**Task**
Look through the entries below, please, and copy every line with the word "MemorySource".

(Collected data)

------------------------------------------------

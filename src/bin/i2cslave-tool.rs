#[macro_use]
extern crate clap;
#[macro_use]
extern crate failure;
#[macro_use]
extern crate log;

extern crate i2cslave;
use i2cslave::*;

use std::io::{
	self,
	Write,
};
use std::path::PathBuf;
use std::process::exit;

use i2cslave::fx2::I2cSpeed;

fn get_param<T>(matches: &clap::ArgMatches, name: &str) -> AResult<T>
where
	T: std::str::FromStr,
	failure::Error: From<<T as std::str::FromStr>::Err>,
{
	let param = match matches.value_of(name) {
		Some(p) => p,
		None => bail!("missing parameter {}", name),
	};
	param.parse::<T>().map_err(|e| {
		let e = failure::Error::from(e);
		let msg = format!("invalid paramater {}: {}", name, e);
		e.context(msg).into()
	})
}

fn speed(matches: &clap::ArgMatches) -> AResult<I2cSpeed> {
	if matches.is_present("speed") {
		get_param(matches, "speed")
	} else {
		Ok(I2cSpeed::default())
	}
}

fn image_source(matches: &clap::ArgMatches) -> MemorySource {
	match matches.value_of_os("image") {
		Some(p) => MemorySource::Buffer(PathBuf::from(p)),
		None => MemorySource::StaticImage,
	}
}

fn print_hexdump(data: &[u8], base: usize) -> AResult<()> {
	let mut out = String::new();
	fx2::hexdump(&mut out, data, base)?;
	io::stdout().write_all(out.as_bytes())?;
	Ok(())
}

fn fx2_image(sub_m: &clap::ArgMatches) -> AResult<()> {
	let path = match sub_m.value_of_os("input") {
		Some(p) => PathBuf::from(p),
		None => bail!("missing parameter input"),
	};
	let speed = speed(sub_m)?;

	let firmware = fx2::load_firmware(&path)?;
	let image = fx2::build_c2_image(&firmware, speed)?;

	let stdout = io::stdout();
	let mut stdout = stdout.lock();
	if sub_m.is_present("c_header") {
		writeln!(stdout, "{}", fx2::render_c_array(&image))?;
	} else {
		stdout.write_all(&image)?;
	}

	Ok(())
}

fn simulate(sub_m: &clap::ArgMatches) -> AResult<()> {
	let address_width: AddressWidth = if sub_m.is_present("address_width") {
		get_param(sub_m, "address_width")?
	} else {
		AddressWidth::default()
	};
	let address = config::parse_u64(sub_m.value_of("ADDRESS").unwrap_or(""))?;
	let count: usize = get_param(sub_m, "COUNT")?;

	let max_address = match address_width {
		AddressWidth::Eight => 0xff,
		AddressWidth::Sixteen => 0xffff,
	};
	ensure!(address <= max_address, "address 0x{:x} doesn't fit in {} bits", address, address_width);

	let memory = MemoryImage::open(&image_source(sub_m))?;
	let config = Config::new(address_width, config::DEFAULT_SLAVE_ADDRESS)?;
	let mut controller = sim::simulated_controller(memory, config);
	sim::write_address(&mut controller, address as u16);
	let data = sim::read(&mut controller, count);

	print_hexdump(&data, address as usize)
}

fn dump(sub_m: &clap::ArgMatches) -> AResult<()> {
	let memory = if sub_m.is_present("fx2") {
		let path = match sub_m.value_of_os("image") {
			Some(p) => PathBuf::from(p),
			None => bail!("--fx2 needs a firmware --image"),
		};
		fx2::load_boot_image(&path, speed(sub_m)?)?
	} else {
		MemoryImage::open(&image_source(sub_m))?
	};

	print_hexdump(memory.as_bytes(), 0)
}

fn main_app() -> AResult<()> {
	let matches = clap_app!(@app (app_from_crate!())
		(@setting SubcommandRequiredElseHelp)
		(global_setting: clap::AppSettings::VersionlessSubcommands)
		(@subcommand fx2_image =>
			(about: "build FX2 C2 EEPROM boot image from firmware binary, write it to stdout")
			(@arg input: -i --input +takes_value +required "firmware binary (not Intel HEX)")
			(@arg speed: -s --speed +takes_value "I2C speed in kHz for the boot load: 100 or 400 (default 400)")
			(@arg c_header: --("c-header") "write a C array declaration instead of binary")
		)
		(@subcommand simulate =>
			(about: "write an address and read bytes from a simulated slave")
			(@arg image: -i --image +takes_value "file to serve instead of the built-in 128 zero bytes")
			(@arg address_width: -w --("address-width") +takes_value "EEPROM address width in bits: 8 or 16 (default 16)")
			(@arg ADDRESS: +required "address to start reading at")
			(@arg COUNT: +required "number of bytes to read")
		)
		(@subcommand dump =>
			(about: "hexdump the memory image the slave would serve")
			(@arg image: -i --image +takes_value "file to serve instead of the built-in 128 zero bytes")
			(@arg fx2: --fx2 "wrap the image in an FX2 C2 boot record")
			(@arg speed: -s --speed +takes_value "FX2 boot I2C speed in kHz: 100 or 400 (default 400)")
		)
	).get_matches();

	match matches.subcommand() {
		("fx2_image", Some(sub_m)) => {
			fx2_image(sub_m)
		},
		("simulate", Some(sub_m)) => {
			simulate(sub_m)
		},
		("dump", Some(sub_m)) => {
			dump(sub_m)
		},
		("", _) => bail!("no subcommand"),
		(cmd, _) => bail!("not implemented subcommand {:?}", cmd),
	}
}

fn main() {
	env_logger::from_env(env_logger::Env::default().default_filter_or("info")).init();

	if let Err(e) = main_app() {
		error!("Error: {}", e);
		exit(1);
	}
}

------------------------------------------------

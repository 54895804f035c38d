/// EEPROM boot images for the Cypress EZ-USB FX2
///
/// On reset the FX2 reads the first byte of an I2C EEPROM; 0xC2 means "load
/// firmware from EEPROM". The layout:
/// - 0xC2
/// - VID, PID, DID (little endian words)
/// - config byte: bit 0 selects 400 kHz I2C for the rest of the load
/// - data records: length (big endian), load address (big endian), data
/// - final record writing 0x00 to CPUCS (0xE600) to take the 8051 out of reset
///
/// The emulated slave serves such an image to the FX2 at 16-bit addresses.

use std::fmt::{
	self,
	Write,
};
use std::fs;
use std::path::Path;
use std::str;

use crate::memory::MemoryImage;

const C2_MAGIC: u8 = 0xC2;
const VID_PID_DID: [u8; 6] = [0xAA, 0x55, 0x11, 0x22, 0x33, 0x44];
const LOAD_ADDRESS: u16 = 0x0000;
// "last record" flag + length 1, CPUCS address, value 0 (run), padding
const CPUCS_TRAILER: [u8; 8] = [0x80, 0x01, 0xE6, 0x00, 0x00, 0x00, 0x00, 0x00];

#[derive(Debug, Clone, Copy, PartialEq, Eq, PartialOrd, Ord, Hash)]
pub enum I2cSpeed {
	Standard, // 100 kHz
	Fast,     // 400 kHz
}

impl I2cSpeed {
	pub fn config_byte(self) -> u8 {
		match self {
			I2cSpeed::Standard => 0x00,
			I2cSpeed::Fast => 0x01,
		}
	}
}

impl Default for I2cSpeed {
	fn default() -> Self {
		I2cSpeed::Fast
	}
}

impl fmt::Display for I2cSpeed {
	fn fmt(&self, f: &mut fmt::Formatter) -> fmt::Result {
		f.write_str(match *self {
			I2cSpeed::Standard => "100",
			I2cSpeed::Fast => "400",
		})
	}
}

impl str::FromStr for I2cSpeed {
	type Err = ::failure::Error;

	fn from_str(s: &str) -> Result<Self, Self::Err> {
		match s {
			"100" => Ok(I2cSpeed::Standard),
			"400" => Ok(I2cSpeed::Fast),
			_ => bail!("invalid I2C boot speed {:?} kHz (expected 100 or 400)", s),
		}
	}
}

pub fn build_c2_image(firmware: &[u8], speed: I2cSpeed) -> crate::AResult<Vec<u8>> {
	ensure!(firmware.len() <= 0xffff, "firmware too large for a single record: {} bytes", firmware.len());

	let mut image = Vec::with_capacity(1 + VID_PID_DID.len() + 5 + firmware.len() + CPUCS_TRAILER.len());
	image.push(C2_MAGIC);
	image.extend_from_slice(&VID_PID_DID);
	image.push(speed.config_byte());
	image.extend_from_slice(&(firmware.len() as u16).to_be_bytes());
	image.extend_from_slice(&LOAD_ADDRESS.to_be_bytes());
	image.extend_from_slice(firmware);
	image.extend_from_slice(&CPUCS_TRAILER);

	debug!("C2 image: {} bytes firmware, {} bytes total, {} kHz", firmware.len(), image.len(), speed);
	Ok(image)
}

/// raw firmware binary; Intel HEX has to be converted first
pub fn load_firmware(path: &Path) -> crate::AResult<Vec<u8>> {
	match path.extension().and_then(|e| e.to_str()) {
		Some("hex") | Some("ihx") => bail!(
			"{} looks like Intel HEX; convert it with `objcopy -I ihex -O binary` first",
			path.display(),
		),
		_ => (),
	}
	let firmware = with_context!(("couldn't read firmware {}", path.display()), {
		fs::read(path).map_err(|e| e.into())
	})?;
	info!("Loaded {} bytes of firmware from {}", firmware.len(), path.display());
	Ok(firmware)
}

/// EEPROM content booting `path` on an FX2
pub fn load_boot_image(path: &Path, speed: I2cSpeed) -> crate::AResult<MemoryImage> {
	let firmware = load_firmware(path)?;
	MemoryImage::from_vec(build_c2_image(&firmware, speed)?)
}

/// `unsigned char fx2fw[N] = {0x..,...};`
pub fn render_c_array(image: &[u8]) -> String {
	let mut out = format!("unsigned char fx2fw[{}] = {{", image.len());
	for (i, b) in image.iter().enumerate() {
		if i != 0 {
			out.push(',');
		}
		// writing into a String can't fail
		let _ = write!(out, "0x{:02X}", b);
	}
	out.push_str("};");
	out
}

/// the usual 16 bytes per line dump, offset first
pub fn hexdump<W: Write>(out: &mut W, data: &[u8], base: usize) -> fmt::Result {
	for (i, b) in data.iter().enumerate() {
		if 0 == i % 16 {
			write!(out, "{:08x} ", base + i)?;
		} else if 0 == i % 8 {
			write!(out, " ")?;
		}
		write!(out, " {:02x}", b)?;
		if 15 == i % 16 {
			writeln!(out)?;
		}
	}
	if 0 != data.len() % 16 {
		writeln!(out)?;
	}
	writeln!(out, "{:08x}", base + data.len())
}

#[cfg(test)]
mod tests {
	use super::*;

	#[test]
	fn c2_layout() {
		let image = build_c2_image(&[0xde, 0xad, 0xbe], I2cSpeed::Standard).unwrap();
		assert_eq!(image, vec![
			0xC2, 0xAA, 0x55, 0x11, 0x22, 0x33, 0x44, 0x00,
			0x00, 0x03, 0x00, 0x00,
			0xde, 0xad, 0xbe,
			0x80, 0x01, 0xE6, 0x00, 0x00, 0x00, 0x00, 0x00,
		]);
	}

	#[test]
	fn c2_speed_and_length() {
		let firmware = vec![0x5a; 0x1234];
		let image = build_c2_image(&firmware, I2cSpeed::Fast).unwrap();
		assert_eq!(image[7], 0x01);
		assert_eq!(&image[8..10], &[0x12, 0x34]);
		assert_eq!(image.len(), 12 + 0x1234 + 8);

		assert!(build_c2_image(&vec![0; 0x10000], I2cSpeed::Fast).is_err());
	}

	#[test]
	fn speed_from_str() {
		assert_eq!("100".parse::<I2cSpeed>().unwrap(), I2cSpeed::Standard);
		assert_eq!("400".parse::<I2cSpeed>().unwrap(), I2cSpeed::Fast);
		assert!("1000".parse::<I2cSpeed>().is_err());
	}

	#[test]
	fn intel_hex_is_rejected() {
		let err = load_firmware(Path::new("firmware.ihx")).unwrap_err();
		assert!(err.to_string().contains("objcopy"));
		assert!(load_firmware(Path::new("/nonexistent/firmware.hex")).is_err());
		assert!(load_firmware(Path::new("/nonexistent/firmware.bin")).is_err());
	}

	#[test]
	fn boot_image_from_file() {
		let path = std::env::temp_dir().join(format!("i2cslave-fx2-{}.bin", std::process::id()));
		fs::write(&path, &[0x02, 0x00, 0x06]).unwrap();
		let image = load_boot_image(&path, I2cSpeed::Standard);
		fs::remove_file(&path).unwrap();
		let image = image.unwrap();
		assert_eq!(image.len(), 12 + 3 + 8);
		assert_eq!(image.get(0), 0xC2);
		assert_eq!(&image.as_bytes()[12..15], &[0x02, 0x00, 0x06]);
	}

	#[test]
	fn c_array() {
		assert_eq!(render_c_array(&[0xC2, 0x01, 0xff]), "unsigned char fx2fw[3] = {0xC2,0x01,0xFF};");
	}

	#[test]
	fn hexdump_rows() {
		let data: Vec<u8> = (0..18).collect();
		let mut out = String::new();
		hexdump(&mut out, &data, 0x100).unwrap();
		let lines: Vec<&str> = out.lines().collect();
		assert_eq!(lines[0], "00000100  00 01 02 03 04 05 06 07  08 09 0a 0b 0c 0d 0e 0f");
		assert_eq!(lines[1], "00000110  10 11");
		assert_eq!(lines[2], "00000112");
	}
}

------------------------------------------------

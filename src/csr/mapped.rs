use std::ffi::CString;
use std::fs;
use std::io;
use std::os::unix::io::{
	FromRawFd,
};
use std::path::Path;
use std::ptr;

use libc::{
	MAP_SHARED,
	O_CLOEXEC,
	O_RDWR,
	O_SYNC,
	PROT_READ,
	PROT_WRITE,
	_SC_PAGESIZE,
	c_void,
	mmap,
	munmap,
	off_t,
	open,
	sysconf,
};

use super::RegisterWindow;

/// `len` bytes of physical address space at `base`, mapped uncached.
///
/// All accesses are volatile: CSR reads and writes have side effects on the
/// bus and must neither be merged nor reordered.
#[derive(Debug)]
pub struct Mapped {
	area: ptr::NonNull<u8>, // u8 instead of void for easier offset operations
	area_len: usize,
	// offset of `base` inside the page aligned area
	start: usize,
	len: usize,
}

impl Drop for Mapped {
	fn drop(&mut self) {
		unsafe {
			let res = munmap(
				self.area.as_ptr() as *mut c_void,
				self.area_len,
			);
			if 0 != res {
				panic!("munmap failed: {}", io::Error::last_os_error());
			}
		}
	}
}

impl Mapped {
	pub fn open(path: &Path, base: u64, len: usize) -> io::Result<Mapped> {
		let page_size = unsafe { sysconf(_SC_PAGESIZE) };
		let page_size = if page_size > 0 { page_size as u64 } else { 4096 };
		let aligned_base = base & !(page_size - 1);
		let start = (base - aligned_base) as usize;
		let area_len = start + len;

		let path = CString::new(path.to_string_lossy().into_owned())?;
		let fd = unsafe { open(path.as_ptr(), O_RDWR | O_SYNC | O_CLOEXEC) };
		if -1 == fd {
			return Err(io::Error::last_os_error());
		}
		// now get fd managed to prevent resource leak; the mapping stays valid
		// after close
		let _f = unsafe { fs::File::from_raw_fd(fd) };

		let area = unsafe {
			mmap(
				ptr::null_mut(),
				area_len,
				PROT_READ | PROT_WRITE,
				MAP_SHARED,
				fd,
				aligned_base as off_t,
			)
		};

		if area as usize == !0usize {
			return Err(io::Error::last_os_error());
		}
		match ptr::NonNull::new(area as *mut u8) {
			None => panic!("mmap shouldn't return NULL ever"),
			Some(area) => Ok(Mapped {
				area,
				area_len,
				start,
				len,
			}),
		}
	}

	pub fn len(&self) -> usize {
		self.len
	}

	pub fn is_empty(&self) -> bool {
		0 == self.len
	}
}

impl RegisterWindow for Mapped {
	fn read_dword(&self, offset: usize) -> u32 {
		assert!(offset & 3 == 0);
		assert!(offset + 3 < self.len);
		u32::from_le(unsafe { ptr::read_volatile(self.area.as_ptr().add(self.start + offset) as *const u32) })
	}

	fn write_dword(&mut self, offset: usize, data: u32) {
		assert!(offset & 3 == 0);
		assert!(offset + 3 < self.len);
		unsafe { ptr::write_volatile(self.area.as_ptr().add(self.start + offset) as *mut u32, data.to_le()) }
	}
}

------------------------------------------------

**Exercise response**
fn image_source(matches: &clap::ArgMatches) -> MemorySource {
		Some(p) => MemorySource::Buffer(PathBuf::from(p)),
		None => MemorySource::StaticImage,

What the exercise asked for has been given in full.